About Central Vermont Public Service Corporation  Central Vermont Public Service Corporation (the "Company") is a Vermont-based electric utility that transmits, distributes and sells electricity, and invests in renewable and independent power projects. The Company's wholly owned subsidiary, Catamount Resources Corporation ("CRC") holds subsidiaries that invest in unregulated businesses. These subsidiaries include: Catamount Energy Corporation ("Catamount"), which invests primarily in wind energy projects in the United States and the United Kingdom; Eversant Corporation ("Eversant"), which operates a rental water heater business through its subsidiary, SmartEnergy Water Heating Services, Inc.; Custom Investment Corporation, a passive investment subsidiary; and Connecticut Valley Electric Company, Inc. ("Connecticut Valley"), which distributed and sold electricity in parts of New Hampshire. On January 1, 2004, Connecticut Valley completed the sale of substantially all of its plant assets and franchise. See Note 10 - Discontinued Operations.
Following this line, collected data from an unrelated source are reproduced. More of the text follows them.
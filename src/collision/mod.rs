//! Spatial query interface consumed by the navigation core
//!
//! Obstruction probing, steering detection and ground snapping all go through
//! [CollisionQuery]. Games backed by a physics engine implement the trait over
//! their query pipeline; [CollisionWorld] is the bundled analytic
//! implementation and the test double.

use bevy::prelude::*;

pub mod shapes;
pub mod world;

pub use shapes::*;
pub use world::*;

/// Collision channels recognised by navigation queries
#[derive(Debug, Clone, Copy, PartialEq, Eq)]
pub enum CollisionChannel {
    /// Anything an agent must path and steer around
    Obstacle,
    /// Walkable surfaces, including out-of-bounds boundary surfaces
    Ground,
}

/// Surface contact returned by casting queries
#[derive(Debug, Clone, Copy, PartialEq)]
pub struct SurfaceHit {
    pub point: Vec3,
    /// The hit surface marks the edge of the playable area
    pub boundary: bool,
}

/// Synchronous, side-effect-free queries against a snapshot of the world
pub trait CollisionQuery {
    /// Positions of colliders on `channel` whose shape intersects the probe sphere
    fn overlap_sphere(&self, position: Vec3, radius: f32, channel: CollisionChannel) -> Vec<Vec3>;

    /// Sweep a sphere along `direction` and report the nearest surface contact
    fn sphere_cast(
        &self,
        origin: Vec3,
        radius: f32,
        direction: Vec3,
        max_distance: f32,
        channel: CollisionChannel,
    ) -> Option<SurfaceHit>;

    /// Cast a ray and report the nearest surface contact
    fn raycast(
        &self,
        origin: Vec3,
        direction: Vec3,
        max_distance: f32,
        channel: CollisionChannel,
    ) -> Option<SurfaceHit>;
}
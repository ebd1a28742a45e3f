//! Context steering: blend interest against per-direction danger
//!
//! Each query rebuilds the danger weights from scratch, weighs every detected
//! contact into the 26 canonical directions, and subtracts them from the same
//! weighting of the interest direction. The caller moves along the returned
//! vector and reports back whether the move was blocked, which drives the
//! interest-strength hysteresis.

use crate::collision::{CollisionChannel, CollisionQuery};
use crate::config::SteeringSettings;
use crate::direction::{DIRECTION_COUNT, DirectionSet};
use bevy::prelude::*;

/// Per-agent obstacle detection and steering state
#[derive(Component, Debug, Clone)]
pub struct ObstacleDetection {
    detection_range: f32,
    danger_range: f32,
    agent_radius: f32,
    strength_correction: f32,
    directions: DirectionSet,
    interest_strength: f32,
}

impl ObstacleDetection {
    pub fn new(settings: &SteeringSettings) -> Self {
        Self {
            detection_range: settings.detection_range.get(),
            danger_range: settings.danger_range.get(),
            agent_radius: settings.agent_radius.get(),
            strength_correction: settings.strength_correction.get(),
            directions: DirectionSet::new(),
            interest_strength: 1.0,
        }
    }

    /// Blend the interest direction against detected danger and return the
    /// safest direction to move in right now.
    ///
    /// A zero interest direction is valid and yields pure avoidance. A zero
    /// result means danger balanced interest everywhere; the caller decides
    /// the fallback (typically retrying with a zero interest).
    pub fn preferred_direction(
        &self,
        position: Vec3,
        interest: Vec3,
        world: &dyn CollisionQuery,
    ) -> Vec3 {
        let mut contacts = Vec::new();
        self.detect_obstacles(position, world, &mut contacts);
        self.detect_ground(position, world, &mut contacts);

        // rebuilt every query so stale danger can never leak between frames
        let mut danger = [0.0_f32; DIRECTION_COUNT];
        for contact in &contacts {
            self.add_weight(&mut danger, position, *contact, 1.0);
        }

        let mut interests = [0.0_f32; DIRECTION_COUNT];
        let interest = interest.normalize_or_zero();
        if interest != Vec3::ZERO {
            self.add_weight(
                &mut interests,
                position,
                position + interest,
                self.interest_strength,
            );
        }

        let mut preferred = Vec3::ZERO;
        for (index, direction) in self.directions.iter().enumerate() {
            preferred += *direction * (interests[index] - danger[index]);
        }
        preferred.y = 0.0;
        preferred.normalize_or_zero()
    }

    /// Current interest strength in [0, 1]
    pub fn interest_strength(&self) -> f32 {
        self.interest_strength
    }

    /// Feed back whether the last chosen direction was immediately blocked.
    ///
    /// Blocked moves decay the interest strength by the configured correction,
    /// letting danger dominate until a move succeeds again; a clean move
    /// resets it. This breaks the oscillation where the nominally best
    /// direction keeps being re-picked against a near-miss obstacle.
    pub fn apply_move_feedback(&mut self, blocked: bool) {
        if blocked {
            self.interest_strength =
                (self.interest_strength - self.strength_correction).max(0.0);
        } else {
            self.interest_strength = 1.0;
        }
    }

    /// Follow-up probe for [apply_move_feedback](Self::apply_move_feedback):
    /// does an obstacle sit immediately along `direction`?
    pub fn is_direction_blocked(
        &self,
        position: Vec3,
        direction: Vec3,
        world: &dyn CollisionQuery,
    ) -> bool {
        let direction = direction.normalize_or_zero();
        if direction == Vec3::ZERO {
            return false;
        }
        let probe = position + direction * (self.agent_radius * 2.0);
        !world
            .overlap_sphere(probe, self.agent_radius, CollisionChannel::Obstacle)
            .is_empty()
    }

    /// Find the surface contact of every obstacle within detection range
    fn detect_obstacles(&self, position: Vec3, world: &dyn CollisionQuery, contacts: &mut Vec<Vec3>) {
        for collider in world.overlap_sphere(position, self.detection_range, CollisionChannel::Obstacle)
        {
            let toward = (collider - position).normalize_or_zero();
            if toward == Vec3::ZERO {
                continue;
            }
            // sweep at slightly under the agent radius to find the surface,
            // not the collider origin
            if let Some(hit) = world.sphere_cast(
                position,
                self.agent_radius * 0.95,
                toward,
                self.detection_range,
                CollisionChannel::Obstacle,
            ) {
                contacts.push(hit.point);
            }
        }
    }

    /// Probe for ground at growing offsets along every horizontal direction.
    /// Missing ground stops the probe; a boundary surface counts as danger.
    fn detect_ground(&self, position: Vec3, world: &dyn CollisionQuery, contacts: &mut Vec<Vec3>) {
        let radii = [self.agent_radius, self.danger_range, self.detection_range];
        for direction in self.directions.horizontal() {
            for radius in radii {
                if !self.ground_below(position + *direction * radius, world, contacts) {
                    break;
                }
            }
        }
    }

    fn ground_below(&self, edge: Vec3, world: &dyn CollisionQuery, contacts: &mut Vec<Vec3>) -> bool {
        let Some(hit) = world.raycast(edge, Vec3::NEG_Y, f32::INFINITY, CollisionChannel::Ground)
        else {
            return false;
        };
        if !hit.boundary {
            return true;
        }
        // falling off the edge is as dangerous as hitting a wall
        contacts.push(hit.point);
        false
    }

    /// Weigh one contact into every direction: alignment times proximity
    fn add_weight(
        &self,
        weights: &mut [f32; DIRECTION_COUNT],
        position: Vec3,
        contact: Vec3,
        scale: f32,
    ) {
        let toward = (contact - position).normalize_or_zero();
        let distance = contact.distance(position);
        let distance_weight = if distance <= self.danger_range {
            1.0
        } else {
            ((self.detection_range - distance) / self.detection_range).max(0.0)
        };

        for (index, direction) in self.directions.iter().enumerate() {
            let dot = direction.dot(toward).clamp(0.0, 1.0);
            weights[index] += dot * distance_weight * scale;
        }
    }
}
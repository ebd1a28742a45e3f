//! Walkable node graph with obstruction tracking
//!
//! The graph owns every sampled node plus the derived set of usable
//! (non-obstructed) ids. Refreshes recompute both atomically and bump a
//! version counter; dependents compare the counter instead of subscribing to
//! callbacks, so a stale cache simply notices on its next query.

use crate::collision::{CollisionChannel, CollisionQuery};
use crate::config::GraphSettings;
use bevy::prelude::*;

pub mod builder;

/// Index of a node within its graph
#[derive(Debug, Clone, Copy, PartialEq, Eq, Hash)]
pub struct NodeId(pub usize);

/// A sampled walkable position and its graph connectivity
#[derive(Debug, Clone)]
pub struct Node {
    pub id: NodeId,
    pub position: Vec3,
    pub obstructed: bool,
    pub connections: Vec<NodeId>,
}

/// The full node set plus the derived usable subset.
///
/// Owned explicitly and passed by reference into the cache and pathfinder;
/// multiple arenas simply hold separate graphs.
#[derive(Resource, Debug, Clone)]
pub struct NodeGraph {
    nodes: Vec<Node>,
    usable: Vec<NodeId>,
    /// Grid spacing used to regenerate connections, when known
    spacing: Option<f32>,
    connection_slack: f32,
    probe_radius: f32,
    version: u64,
}

impl Default for NodeGraph {
    fn default() -> Self {
        Self {
            nodes: Vec::new(),
            usable: Vec::new(),
            spacing: None,
            connection_slack: 1.0,
            probe_radius: 0.5,
            version: 0,
        }
    }
}

impl NodeGraph {
    /// Build a graph from externally generated node positions.
    ///
    /// Connections follow the distance-threshold rule against the configured
    /// grid frequency; all nodes start unobstructed until the first refresh.
    pub fn from_positions(
        positions: impl IntoIterator<Item = Vec3>,
        settings: &GraphSettings,
    ) -> Self {
        let nodes: Vec<Node> = positions
            .into_iter()
            .enumerate()
            .map(|(index, position)| Node {
                id: NodeId(index),
                position,
                obstructed: false,
                connections: Vec::new(),
            })
            .collect();
        let usable = nodes.iter().map(|node| node.id).collect();

        let mut graph = Self {
            nodes,
            usable,
            spacing: Some(settings.grid_frequency.get()),
            connection_slack: settings.connection_slack.get(),
            probe_radius: settings.node_probe_radius.get(),
            version: 0,
        };
        graph.generate_connections();

        info!(
            "built node graph: {count} nodes, spacing {spacing:.2}",
            count = graph.nodes.len(),
            spacing = settings.grid_frequency.get()
        );
        graph
    }

    /// Build a graph whose connections were linked by the caller.
    ///
    /// Without a spacing value, refreshes update obstruction flags but leave
    /// the hand-linked connections alone.
    pub fn from_linked(nodes: Vec<(Vec3, Vec<usize>)>, probe_radius: f32) -> Self {
        let nodes: Vec<Node> = nodes
            .into_iter()
            .enumerate()
            .map(|(index, (position, connections))| Node {
                id: NodeId(index),
                position,
                obstructed: false,
                connections: connections.into_iter().map(NodeId).collect(),
            })
            .collect();
        let usable = nodes.iter().map(|node| node.id).collect();

        Self {
            nodes,
            usable,
            spacing: None,
            connection_slack: 1.0,
            probe_radius,
            version: 0,
        }
    }

    /// Re-evaluate every node's obstruction flag against the collision world,
    /// recompute the usable subset, regenerate connections when a spacing is
    /// known, and bump the version so dependents invalidate lazily.
    pub fn refresh_obstructions(&mut self, world: &dyn CollisionQuery) {
        if self.nodes.is_empty() {
            debug!("obstruction refresh skipped: graph has no nodes");
            return;
        }

        for node in &mut self.nodes {
            node.obstructed = !world
                .overlap_sphere(node.position, self.probe_radius, CollisionChannel::Obstacle)
                .is_empty();
        }
        self.usable = self
            .nodes
            .iter()
            .filter(|node| !node.obstructed)
            .map(|node| node.id)
            .collect();

        if self.spacing.is_some() {
            self.generate_connections();
        }

        self.version += 1;
        info!(
            "obstruction refresh: {usable}/{total} nodes usable, version {version}",
            usable = self.usable.len(),
            total = self.nodes.len(),
            version = self.version
        );
    }

    /// Regenerate every non-obstructed node's connections against all nodes.
    ///
    /// Obstructed neighbors stay listed; traversal filters them out through
    /// the usable set, so a cleared obstruction restores reachability on the
    /// next refresh without relinking the whole neighborhood.
    fn generate_connections(&mut self) {
        let Some(spacing) = self.spacing else {
            return;
        };
        let max_distance =
            round_to_hundredths(spacing * std::f32::consts::SQRT_2 * self.connection_slack);

        let positions: Vec<Vec3> = self.nodes.iter().map(|node| node.position).collect();
        for node in &mut self.nodes {
            if node.obstructed {
                continue;
            }
            node.connections.clear();
            for (index, position) in positions.iter().enumerate() {
                if index == node.id.0 {
                    continue;
                }
                if node.position.distance(*position) > max_distance {
                    continue;
                }
                node.connections.push(NodeId(index));
            }
        }
    }

    pub fn node(&self, id: NodeId) -> &Node {
        &self.nodes[id.0]
    }

    pub fn nodes(&self) -> &[Node] {
        &self.nodes
    }

    /// Ids of all currently non-obstructed nodes, in id order
    pub fn usable(&self) -> &[NodeId] {
        &self.usable
    }

    /// Incremented once per refresh, after the usable set has stabilised
    pub fn version(&self) -> u64 {
        self.version
    }

    pub fn len(&self) -> usize {
        self.nodes.len()
    }

    pub fn is_empty(&self) -> bool {
        self.nodes.is_empty()
    }
}

/// The connection threshold is rounded to hundredths, which keeps exact
/// diagonals (spacing * sqrt(2)) just outside it on uniform grids while
/// tolerating the position jitter of ground-snapped samples.
fn round_to_hundredths(value: f32) -> f32 {
    (value * 100.0).round() / 100.0
}

#[cfg(test)]
mod tests {
    use super::*;
    use crate::collision::{CollisionChannel, CollisionShape, CollisionWorld};
    use crate::config::GraphSettings;

    fn grid_graph(size: usize) -> NodeGraph {
        let mut positions = Vec::new();
        for x in 0..size {
            for z in 0..size {
                positions.push(Vec3::new(x as f32, 0.0, z as f32));
            }
        }
        NodeGraph::from_positions(positions, &GraphSettings::default())
    }

    #[test]
    fn test_grid_connections_are_cardinal() {
        let graph = grid_graph(3);

        // corner, edge and center nodes of a 3x3 grid
        let corner = graph.node(NodeId(0));
        assert_eq!(corner.connections.len(), 2);

        let edge = graph.node(NodeId(1));
        assert_eq!(edge.connections.len(), 3);

        let center = graph.node(NodeId(4));
        assert_eq!(center.connections.len(), 4);

        // diagonals sit at sqrt(2), outside the rounded threshold
        assert!(!center.connections.contains(&NodeId(0)));
    }

    #[test]
    fn test_all_nodes_usable_before_refresh() {
        let graph = grid_graph(3);
        assert_eq!(graph.usable().len(), 9);
        assert_eq!(graph.version(), 0);
    }

    #[test]
    fn test_refresh_marks_obstructed_nodes() {
        let mut graph = grid_graph(3);
        let mut world = CollisionWorld::new();
        world.add_obstacle(Vec3::new(1.0, 0.0, 1.0), CollisionShape::Sphere { radius: 0.3 });

        graph.refresh_obstructions(&world);

        assert_eq!(graph.version(), 1);
        assert!(graph.node(NodeId(4)).obstructed);
        assert_eq!(graph.usable().len(), 8);
        assert!(!graph.usable().contains(&NodeId(4)));
    }

    #[test]
    fn test_usable_set_matches_flags() {
        let mut graph = grid_graph(4);
        let mut world = CollisionWorld::new();
        world.add_obstacle(Vec3::new(0.0, 0.0, 0.0), CollisionShape::Sphere { radius: 0.2 });
        world.add_obstacle(Vec3::new(2.0, 0.0, 3.0), CollisionShape::Sphere { radius: 0.2 });

        graph.refresh_obstructions(&world);

        for node in graph.nodes() {
            assert_eq!(!node.obstructed, graph.usable().contains(&node.id));
        }
    }

    #[test]
    fn test_refresh_is_idempotent() {
        let mut graph = grid_graph(4);
        let mut world = CollisionWorld::new();
        world.add_obstacle(Vec3::new(1.0, 0.0, 2.0), CollisionShape::Sphere { radius: 0.4 });

        graph.refresh_obstructions(&world);
        let first: Vec<NodeId> = graph.usable().to_vec();
        graph.refresh_obstructions(&world);

        assert_eq!(graph.usable(), first.as_slice());
        assert_eq!(graph.version(), 2);
    }

    #[test]
    fn test_refresh_clears_when_obstacle_leaves() {
        let mut graph = grid_graph(3);
        let mut world = CollisionWorld::new();
        world.add_obstacle(Vec3::new(1.0, 0.0, 1.0), CollisionShape::Sphere { radius: 0.3 });

        graph.refresh_obstructions(&world);
        assert_eq!(graph.usable().len(), 8);

        world.clear_channel(CollisionChannel::Obstacle);
        graph.refresh_obstructions(&world);
        assert_eq!(graph.usable().len(), 9);
        assert_eq!(graph.version(), 2);
    }

    #[test]
    fn test_empty_graph_refresh_is_noop() {
        let mut graph = NodeGraph::default();
        let world = CollisionWorld::new();

        graph.refresh_obstructions(&world);
        assert_eq!(graph.version(), 0);
        assert!(graph.usable().is_empty());
    }

    #[test]
    fn test_from_linked_keeps_connections_across_refresh() {
        let mut graph = NodeGraph::from_linked(
            vec![
                (Vec3::ZERO, vec![1]),
                (Vec3::new(5.0, 0.0, 0.0), vec![0, 2]),
                (Vec3::new(10.0, 0.0, 0.0), vec![1]),
            ],
            0.5,
        );
        let world = CollisionWorld::new();

        graph.refresh_obstructions(&world);

        // hand-linked connections survive even though the nodes are far apart
        assert_eq!(graph.node(NodeId(1)).connections, vec![NodeId(0), NodeId(2)]);
    }
}
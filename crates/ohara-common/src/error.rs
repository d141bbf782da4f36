use std::time::Duration;
use thiserror::Error;

#[derive(Error, Debug)]
pub enum Error {
    #[error("Invalid column definition: {0}")]
    InvalidColumns(String),

    #[error("JSON error: {0}")]
    Json(#[from] serde_json::Error),

    #[error("Condition not met within {0:?}")]
    Timeout(Duration),
}

pub type Result<T> = std::result::Result<T, Error>;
Basis of Presentation The unaudited interim financial statements included herein have been prepared pursuant to the rules and regulations of the Securities and Exchange Commission ("SEC") including the instructions to Form 10-Q and Article 10 of Regulation S-X. Accordingly, certain information and footnote disclosures normally included in the financial statements prepared in accordance with accounting principles generally accepted in the United States of America ("GAAP") have been condensed or omitted. The accompanying interim financial statements reflect all adjustments considered necessary for a fair presentation. Operating results for the third quarter and first nine months of 2005 are not necessarily indicative of the results that may be expected for the 12-months ended December 31, 2005. For further information, refer to the consolidated financial statements and footnotes thereto included in the Company's annual report on Form 10-K for the year ended December 31, 2004 and other SEC filings.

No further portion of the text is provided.